> [Work order]: Output exactly the lines that run from the top of the entries to the line holding "let format = OutputFormat::parse(&cli.format);", including both of those lines.

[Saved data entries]
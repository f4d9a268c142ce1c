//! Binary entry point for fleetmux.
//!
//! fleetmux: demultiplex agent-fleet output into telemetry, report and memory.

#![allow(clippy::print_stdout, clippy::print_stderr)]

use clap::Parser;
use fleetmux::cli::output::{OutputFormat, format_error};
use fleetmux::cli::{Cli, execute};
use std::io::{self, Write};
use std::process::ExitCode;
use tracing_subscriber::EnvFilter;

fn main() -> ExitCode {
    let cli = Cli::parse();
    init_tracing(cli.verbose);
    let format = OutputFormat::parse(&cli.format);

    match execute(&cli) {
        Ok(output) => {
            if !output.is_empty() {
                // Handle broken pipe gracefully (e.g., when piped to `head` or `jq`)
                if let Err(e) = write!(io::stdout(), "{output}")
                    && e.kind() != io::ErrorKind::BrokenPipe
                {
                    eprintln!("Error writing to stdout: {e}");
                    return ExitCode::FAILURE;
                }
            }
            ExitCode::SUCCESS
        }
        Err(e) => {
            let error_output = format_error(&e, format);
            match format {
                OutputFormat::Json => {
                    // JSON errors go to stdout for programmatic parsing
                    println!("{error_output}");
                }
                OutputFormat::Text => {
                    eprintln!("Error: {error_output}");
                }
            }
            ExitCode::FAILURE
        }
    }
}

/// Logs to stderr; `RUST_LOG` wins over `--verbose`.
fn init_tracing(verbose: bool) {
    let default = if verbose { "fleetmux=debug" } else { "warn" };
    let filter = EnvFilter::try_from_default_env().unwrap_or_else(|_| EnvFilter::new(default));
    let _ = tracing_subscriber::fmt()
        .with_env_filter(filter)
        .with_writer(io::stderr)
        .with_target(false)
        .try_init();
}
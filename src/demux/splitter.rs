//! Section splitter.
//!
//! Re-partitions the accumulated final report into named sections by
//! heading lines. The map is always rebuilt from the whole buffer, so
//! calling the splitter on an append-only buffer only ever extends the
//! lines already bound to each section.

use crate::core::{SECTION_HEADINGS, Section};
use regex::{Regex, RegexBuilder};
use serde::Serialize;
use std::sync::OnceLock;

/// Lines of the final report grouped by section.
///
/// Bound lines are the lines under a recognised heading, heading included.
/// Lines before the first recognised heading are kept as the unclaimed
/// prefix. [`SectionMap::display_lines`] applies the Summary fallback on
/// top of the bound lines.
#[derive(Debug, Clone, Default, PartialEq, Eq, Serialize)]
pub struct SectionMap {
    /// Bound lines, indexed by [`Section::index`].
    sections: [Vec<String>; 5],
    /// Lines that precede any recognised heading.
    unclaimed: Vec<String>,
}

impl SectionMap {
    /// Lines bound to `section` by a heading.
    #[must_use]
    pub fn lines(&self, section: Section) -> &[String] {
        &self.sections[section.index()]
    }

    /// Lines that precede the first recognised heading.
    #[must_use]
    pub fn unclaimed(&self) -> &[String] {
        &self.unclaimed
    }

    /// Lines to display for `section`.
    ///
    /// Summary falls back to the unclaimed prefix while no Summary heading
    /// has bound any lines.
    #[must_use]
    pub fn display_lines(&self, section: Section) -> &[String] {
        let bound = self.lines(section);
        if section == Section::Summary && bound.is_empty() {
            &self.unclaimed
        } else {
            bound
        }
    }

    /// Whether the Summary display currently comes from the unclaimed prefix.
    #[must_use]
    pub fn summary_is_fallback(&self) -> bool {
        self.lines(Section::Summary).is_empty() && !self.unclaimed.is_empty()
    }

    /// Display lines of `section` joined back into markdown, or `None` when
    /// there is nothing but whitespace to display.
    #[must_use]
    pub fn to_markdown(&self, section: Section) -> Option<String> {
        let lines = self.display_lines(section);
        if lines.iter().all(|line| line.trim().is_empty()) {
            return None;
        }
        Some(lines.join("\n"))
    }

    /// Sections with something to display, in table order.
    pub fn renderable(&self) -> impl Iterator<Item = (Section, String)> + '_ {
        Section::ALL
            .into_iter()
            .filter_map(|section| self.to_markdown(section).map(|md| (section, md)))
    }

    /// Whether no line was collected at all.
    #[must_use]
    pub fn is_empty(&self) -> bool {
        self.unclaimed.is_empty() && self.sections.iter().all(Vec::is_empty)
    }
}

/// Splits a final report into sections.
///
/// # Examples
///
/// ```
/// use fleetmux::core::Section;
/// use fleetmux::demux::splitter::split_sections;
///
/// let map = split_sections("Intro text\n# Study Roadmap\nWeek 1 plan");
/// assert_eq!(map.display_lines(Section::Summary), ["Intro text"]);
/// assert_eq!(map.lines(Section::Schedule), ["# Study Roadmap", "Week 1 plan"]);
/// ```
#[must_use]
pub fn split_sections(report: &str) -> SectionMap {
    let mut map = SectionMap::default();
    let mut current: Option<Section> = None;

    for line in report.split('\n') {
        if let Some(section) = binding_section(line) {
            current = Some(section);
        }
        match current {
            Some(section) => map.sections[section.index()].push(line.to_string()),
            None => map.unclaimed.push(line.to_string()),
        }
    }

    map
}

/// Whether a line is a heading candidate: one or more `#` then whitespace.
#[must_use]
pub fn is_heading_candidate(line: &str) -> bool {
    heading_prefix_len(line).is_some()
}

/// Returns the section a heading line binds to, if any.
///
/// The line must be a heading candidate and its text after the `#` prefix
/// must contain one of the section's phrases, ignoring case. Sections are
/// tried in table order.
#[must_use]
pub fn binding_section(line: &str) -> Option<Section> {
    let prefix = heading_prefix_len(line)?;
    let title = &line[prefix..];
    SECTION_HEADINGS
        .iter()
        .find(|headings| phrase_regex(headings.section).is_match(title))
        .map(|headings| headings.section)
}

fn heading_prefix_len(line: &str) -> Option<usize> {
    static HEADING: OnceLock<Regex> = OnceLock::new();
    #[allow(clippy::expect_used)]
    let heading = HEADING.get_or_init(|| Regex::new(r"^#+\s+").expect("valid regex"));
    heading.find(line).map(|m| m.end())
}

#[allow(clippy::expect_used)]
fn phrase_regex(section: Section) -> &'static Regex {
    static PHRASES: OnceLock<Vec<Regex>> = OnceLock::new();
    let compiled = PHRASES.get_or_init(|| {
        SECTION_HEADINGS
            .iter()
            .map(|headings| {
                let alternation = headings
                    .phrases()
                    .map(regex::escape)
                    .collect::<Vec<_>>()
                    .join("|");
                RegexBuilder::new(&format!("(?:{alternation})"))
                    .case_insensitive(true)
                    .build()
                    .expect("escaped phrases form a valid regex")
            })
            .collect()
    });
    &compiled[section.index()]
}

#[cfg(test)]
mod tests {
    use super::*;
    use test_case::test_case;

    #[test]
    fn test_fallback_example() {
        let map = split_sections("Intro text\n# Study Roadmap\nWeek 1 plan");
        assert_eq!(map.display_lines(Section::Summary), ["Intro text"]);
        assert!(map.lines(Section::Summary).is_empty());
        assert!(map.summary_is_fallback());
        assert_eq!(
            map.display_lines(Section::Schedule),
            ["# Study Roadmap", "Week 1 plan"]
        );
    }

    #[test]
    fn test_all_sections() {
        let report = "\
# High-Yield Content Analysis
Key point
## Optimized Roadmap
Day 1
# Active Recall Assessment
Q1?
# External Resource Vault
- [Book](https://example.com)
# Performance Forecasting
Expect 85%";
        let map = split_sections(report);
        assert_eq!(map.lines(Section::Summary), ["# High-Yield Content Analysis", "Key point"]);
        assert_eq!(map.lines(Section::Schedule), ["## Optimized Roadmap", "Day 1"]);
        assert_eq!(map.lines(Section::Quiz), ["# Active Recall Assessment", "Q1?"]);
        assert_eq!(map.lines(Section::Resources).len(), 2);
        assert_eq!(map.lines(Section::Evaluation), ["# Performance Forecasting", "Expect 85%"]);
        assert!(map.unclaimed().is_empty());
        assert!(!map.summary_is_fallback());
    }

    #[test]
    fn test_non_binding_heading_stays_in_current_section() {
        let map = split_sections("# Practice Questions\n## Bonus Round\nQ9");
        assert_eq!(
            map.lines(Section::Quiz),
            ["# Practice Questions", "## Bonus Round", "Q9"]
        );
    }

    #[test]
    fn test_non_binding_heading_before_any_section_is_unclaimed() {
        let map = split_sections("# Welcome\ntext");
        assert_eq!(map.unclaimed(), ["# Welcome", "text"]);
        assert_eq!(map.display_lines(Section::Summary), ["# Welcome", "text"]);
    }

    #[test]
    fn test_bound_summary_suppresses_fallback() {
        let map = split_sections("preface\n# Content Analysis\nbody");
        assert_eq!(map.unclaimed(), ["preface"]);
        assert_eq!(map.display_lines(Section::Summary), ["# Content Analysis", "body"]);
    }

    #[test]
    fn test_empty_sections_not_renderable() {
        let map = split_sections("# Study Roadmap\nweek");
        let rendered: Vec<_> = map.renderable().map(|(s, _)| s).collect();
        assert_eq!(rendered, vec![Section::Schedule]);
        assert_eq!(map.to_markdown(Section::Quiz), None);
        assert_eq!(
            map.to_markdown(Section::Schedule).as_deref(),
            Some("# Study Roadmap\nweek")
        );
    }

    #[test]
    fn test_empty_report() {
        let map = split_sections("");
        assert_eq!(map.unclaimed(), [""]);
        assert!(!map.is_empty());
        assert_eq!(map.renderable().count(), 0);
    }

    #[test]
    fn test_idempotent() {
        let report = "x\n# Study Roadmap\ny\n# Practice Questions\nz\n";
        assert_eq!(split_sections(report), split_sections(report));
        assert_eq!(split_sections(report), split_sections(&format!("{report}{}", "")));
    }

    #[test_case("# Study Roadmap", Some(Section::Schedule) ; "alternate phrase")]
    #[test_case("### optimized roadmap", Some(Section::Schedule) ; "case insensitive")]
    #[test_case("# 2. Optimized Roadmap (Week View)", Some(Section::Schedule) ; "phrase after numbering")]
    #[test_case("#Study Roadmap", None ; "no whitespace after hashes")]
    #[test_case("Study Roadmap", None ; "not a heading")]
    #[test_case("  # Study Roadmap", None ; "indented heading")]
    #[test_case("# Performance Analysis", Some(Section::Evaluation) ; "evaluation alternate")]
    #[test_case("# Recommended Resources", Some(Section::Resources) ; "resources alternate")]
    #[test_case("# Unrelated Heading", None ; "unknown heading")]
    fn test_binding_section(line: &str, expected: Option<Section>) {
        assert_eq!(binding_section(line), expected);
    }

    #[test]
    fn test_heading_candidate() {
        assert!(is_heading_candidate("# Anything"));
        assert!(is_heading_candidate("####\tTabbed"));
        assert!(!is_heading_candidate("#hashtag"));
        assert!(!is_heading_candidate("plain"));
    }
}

> [Answer space]:
repository f4d9a268c142ce1c
//! Binary entry point for fleetmux.
//!
//! fleetmux: demultiplex agent-fleet output into telemetry, report and memory.

#![allow(clippy::print_stdout, clippy::print_stderr)]

use clap::Parser;
use fleetmux::cli::output::{OutputFormat, format_error};
use fleetmux::cli::{Cli, execute};
use std::io::{self, Write};
use std::process::ExitCode;
use tracing_subscriber::EnvFilter;

fn main() -> ExitCode {
    let cli = Cli::parse();
    init_tracing(cli.verbose);
    let format = OutputFormat::parse(&cli.format);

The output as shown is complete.